Vanadia supported on a silica-alumina or gamma-alumina support in an amount to provide a vanadia to support weight ratio ranging from about 0.3:1 to about 3:1 substantially entirely within the pores of the support, the vanadia having been placed in molten form substantially within the pores of a support having a surface area greater than about 50m.sup.2 gram, a porosity greater than about 0.4 cc/gram which further includes an alkali metal, with the vanadium metal to alkali metal mole ratio being from 2:1 to 30:1. At least a portion of the alkali metal is preferably in the form of alkali metal vanadate.
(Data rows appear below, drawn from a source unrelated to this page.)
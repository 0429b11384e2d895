//! Registry of the named caches declared on one coordinator.
//!
//! Declaring the same name twice with the same key and value types returns
//! the already registered cache. Declaring it with different types fails
//! with [`SessionError::CacheTypeMismatch`].

use std::any::Any;
use std::collections::BTreeMap;
use std::sync::{Arc, Mutex};

use taskstate_core::{SessionError, StorageError};
use tracing::{debug, warn};

use super::codec::{CacheKey, CacheValue, ValueSerialization};
use super::overlay::{InMemoryOverlay, OverlayStats};
use crate::store::{PersistentStore, RawPartition};

/// Everything the coordinator keeps for one named cache.
pub(crate) struct CacheSlot<K, V> {
    name: String,
    by_type: bool,
    overlay: InMemoryOverlay<K, V>,
    /// Opened lazily on first access inside a cache access scope.
    partition: Mutex<Option<Arc<dyn RawPartition>>>,
}

impl<K: CacheKey, V: CacheValue> CacheSlot<K, V> {
    fn new(name: &str, serialization: ValueSerialization<V>) -> Self {
        Self {
            name: name.to_string(),
            by_type: serialization.is_by_type(),
            overlay: InMemoryOverlay::new(name, serialization.codec().clone()),
            partition: Mutex::new(None),
        }
    }

    pub(crate) fn name(&self) -> &str {
        &self.name
    }

    pub(crate) fn overlay(&self) -> &InMemoryOverlay<K, V> {
        &self.overlay
    }

    /// Partition handle for this cache, opening it from `store` if needed.
    pub(crate) fn partition(
        &self,
        store: &mut dyn PersistentStore,
    ) -> Result<Arc<dyn RawPartition>, StorageError> {
        let mut slot = self.partition.lock().map_err(|_| StorageError::LockPoisoned)?;
        if let Some(partition) = slot.as_ref() {
            return Ok(partition.clone());
        }
        let partition = store.partition(&self.name)?;
        *slot = Some(partition.clone());
        Ok(partition)
    }
}

/// Type-erased view of a [`CacheSlot`].
pub(crate) trait RegisteredCache: Send + Sync {
    fn name(&self) -> &str;

    /// Drop the partition handle and forget the overlay contents.
    fn detach(&self);

    fn overlay_stats(&self) -> OverlayStats;

    fn into_any(self: Arc<Self>) -> Arc<dyn Any + Send + Sync>;
}

impl<K: CacheKey, V: CacheValue> RegisteredCache for CacheSlot<K, V> {
    fn name(&self) -> &str {
        &self.name
    }

    fn detach(&self) {
        if let Ok(mut slot) = self.partition.lock() {
            slot.take();
        }
        self.overlay.clear();
    }

    fn overlay_stats(&self) -> OverlayStats {
        self.overlay.stats()
    }

    fn into_any(self: Arc<Self>) -> Arc<dyn Any + Send + Sync> {
        self
    }
}

#[derive(Default)]
pub(crate) struct CacheRegistry {
    caches: BTreeMap<String, Arc<dyn RegisteredCache>>,
}

impl CacheRegistry {
    pub(crate) fn register<K: CacheKey, V: CacheValue>(
        &mut self,
        name: &str,
        serialization: ValueSerialization<V>,
    ) -> Result<Arc<CacheSlot<K, V>>, SessionError> {
        if let Some(existing) = self.caches.get(name) {
            let slot = existing
                .clone()
                .into_any()
                .downcast::<CacheSlot<K, V>>()
                .map_err(|_| SessionError::CacheTypeMismatch {
                    cache: name.to_string(),
                })?;
            if slot.by_type != serialization.is_by_type() {
                warn!(
                    cache = name,
                    first_by_type = slot.by_type,
                    "cache declared again with a different serialization; keeping the first"
                );
            }
            return Ok(slot);
        }

        let slot = Arc::new(CacheSlot::<K, V>::new(name, serialization));
        self.caches.insert(name.to_string(), slot.clone());
        debug!(cache = name, "registered cache");
        Ok(slot)
    }

    pub(crate) fn names(&self) -> Vec<String> {
        self.caches.keys().cloned().collect()
    }

    pub(crate) fn stats(&self) -> Vec<(String, OverlayStats)> {
        self.caches
            .values()
            .map(|cache| (cache.name().to_string(), cache.overlay_stats()))
            .collect()
    }

    pub(crate) fn detach_all(&self) {
        for cache in self.caches.values() {
            cache.detach();
        }
    }

    pub(crate) fn len(&self) -> usize {
        self.caches.len()
    }
}
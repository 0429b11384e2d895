//! Write-through in-memory overlay in front of one persistent partition.
//!
//! The overlay remembers both present values and confirmed absences, so a
//! repeated lookup of a missing key does not touch the store again. Writes
//! go to the partition first; the overlay is updated only once the write has
//! succeeded, and a failed write evicts the key so the next read goes back to
//! the store.
//!
//! The overlay itself does not serialize callers. It relies on the
//! coordinator granting cache access to one thread at a time; the internal
//! mutex only keeps the map sound and is never contended.

use std::collections::HashMap;
use std::sync::atomic::{AtomicU64, Ordering};
use std::sync::{Arc, Mutex, MutexGuard};

use taskstate_core::StorageError;
use tracing::trace;

use super::codec::{encode_key, CacheKey, CacheValue, CodecError, ValueCodec};
use crate::store::RawPartition;

/// Statistics about overlay usage.
#[derive(Debug, Clone, Copy, Default, PartialEq)]
pub struct OverlayStats {
    /// Lookups answered with a remembered value.
    pub hits: u64,
    /// Lookups answered with a remembered absence.
    pub negative_hits: u64,
    /// Lookups that had to read the store.
    pub misses: u64,
    pub writes: u64,
    pub removals: u64,
    /// Keys currently remembered, present or absent.
    pub entry_count: u64,
}

impl OverlayStats {
    /// Fraction of lookups served without touching the store.
    pub fn hit_rate(&self) -> f64 {
        let answered = self.hits + self.negative_hits;
        let total = answered + self.misses;
        if total == 0 {
            0.0
        } else {
            answered as f64 / total as f64
        }
    }
}

#[derive(Default)]
struct Counters {
    hits: AtomicU64,
    negative_hits: AtomicU64,
    misses: AtomicU64,
    writes: AtomicU64,
    removals: AtomicU64,
}

/// In-memory view of one named cache.
pub struct InMemoryOverlay<K, V> {
    cache_name: String,
    codec: Arc<dyn ValueCodec<V>>,
    entries: Mutex<HashMap<K, Option<V>>>,
    counters: Counters,
}

impl<K: CacheKey, V: CacheValue> InMemoryOverlay<K, V> {
    pub fn new(cache_name: impl Into<String>, codec: Arc<dyn ValueCodec<V>>) -> Self {
        Self {
            cache_name: cache_name.into(),
            codec,
            entries: Mutex::new(HashMap::new()),
            counters: Counters::default(),
        }
    }

    pub fn cache_name(&self) -> &str {
        &self.cache_name
    }

    /// Look up `key`, reading through to `partition` on a miss.
    pub fn get(&self, partition: &dyn RawPartition, key: &K) -> Result<Option<V>, StorageError> {
        if let Some(remembered) = self.entries()?.get(key) {
            let counter = if remembered.is_some() {
                &self.counters.hits
            } else {
                &self.counters.negative_hits
            };
            counter.fetch_add(1, Ordering::Relaxed);
            return Ok(remembered.clone());
        }

        self.counters.misses.fetch_add(1, Ordering::Relaxed);
        let raw_key = encode_key(key).map_err(|e| self.serialization_error(e))?;
        let value = match partition.get(&raw_key)? {
            Some(bytes) => Some(
                self.codec
                    .decode(&bytes)
                    .map_err(|e| self.deserialization_error(e))?,
            ),
            None => None,
        };
        trace!(cache = %self.cache_name, found = value.is_some(), "overlay miss");

        self.entries()?.insert(key.clone(), value.clone());
        Ok(value)
    }

    /// Write `value` through to `partition`, then remember it.
    pub fn put(&self, partition: &dyn RawPartition, key: K, value: V) -> Result<(), StorageError> {
        let raw_key = encode_key(&key).map_err(|e| self.serialization_error(e))?;
        let bytes = self
            .codec
            .encode(&value)
            .map_err(|e| self.serialization_error(e))?;

        if let Err(e) = partition.put(&raw_key, &bytes) {
            self.evict(&key);
            return Err(e);
        }

        self.counters.writes.fetch_add(1, Ordering::Relaxed);
        self.entries()?.insert(key, Some(value));
        Ok(())
    }

    /// Remove `key` from `partition`, then remember the absence.
    pub fn remove(&self, partition: &dyn RawPartition, key: K) -> Result<(), StorageError> {
        let raw_key = encode_key(&key).map_err(|e| self.serialization_error(e))?;

        if let Err(e) = partition.remove(&raw_key) {
            self.evict(&key);
            return Err(e);
        }

        self.counters.removals.fetch_add(1, Ordering::Relaxed);
        self.entries()?.insert(key, None);
        Ok(())
    }

    /// Forget everything remembered. The store is not touched.
    pub fn clear(&self) {
        if let Ok(mut entries) = self.entries.lock() {
            entries.clear();
        }
    }

    pub fn len(&self) -> usize {
        self.entries.lock().map(|e| e.len()).unwrap_or(0)
    }

    pub fn is_empty(&self) -> bool {
        self.len() == 0
    }

    pub fn stats(&self) -> OverlayStats {
        OverlayStats {
            hits: self.counters.hits.load(Ordering::Relaxed),
            negative_hits: self.counters.negative_hits.load(Ordering::Relaxed),
            misses: self.counters.misses.load(Ordering::Relaxed),
            writes: self.counters.writes.load(Ordering::Relaxed),
            removals: self.counters.removals.load(Ordering::Relaxed),
            entry_count: self.len() as u64,
        }
    }

    fn entries(&self) -> Result<MutexGuard<'_, HashMap<K, Option<V>>>, StorageError> {
        self.entries.lock().map_err(|_| StorageError::LockPoisoned)
    }

    fn evict(&self, key: &K) {
        if let Ok(mut entries) = self.entries.lock() {
            entries.remove(key);
        }
    }

    fn serialization_error(&self, e: CodecError) -> StorageError {
        StorageError::Serialization {
            cache: self.cache_name.clone(),
            reason: e.0,
        }
    }

    fn deserialization_error(&self, e: CodecError) -> StorageError {
        StorageError::Deserialization {
            cache: self.cache_name.clone(),
            reason: e.0,
        }
    }
}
The catalyst is used for the production of nitriles from a compound containing at least one alkyl group.

This invention relates to a supported vanadia catalyst and the use thereof 
for the production of nitriles. 
U.S. Pat. No. 3,963,645 discloses a supported vanadia catalyst wherein the 
vanadia is supported on a silica-alumina or gamma-alumina support in an 
amount to provide a metal oxide to support weight ratio ranging from about 
0.3:1 to about 3:1 substantially entirely within the pores of the support, 
with the vanadia having been placed in molten form within the pores of the 
support which has a surface area greater than about 50m.sup.2 /gram and a 
porosity greater than about 0.4 cc/gram. The supported vanadia catalyst is 
particularly suitable for the production of nitriles by oxidative 
ammonolysis (ammoxidation). The present invention is directed to an 
improvement in the supported vanadia catalyst of the aforesaid patent, and 
the use of such an improved catalyst for the production of nitriles. 
In accordance with the present invention, there is provided a catalyst of 
vanadia supported on a porous support in an amount to provide a vanadia to 
support weight ratio ranging from about 0.3:1 to about 3:1 substantially 
entirely within the pores of the support, with the vanadia having been 
placed in molten form substantially within the pores of a support having a 
surface area greater than about 50m.sup.2 /gram, a porosity greater than 
about 0.4 cc/gram, with the catalyst further containing an alkali metal in 
an amount to increase the catalytic effect of the catalyst. 
More particularly, the catalyst includes an alkali metal which is either 
lithium, sodium, potassium, rubidium or cesium, in an amount to provide a 
vanadium metal to alkali metal mole ratio of from about 2:1 to 30:1, and 
preferably from about 8:1 to 20:1. The alkali metal is preferably sodium. 
The support on which the vanadium pentoxide is to be supported has a 
surface area of greater than about 50m.sup.2 /gram and a porosity greater 
than about 0.4 cc/gram. In general, the surface area of the support is no 
greater than about 600m.sup.2 /gram and the porosity is no greater than 
about 1.2 cc/gram. Supports having a surface area of about 200m.sup.2 
/gram have been found to provide particularly good results. As 
representative examples of preferred supports having such properties there 
may be mentioned: silica-alumina, zeolites, alumina, including 
microcrystalline and .gamma., .delta., .eta., .kappa. and .chi. 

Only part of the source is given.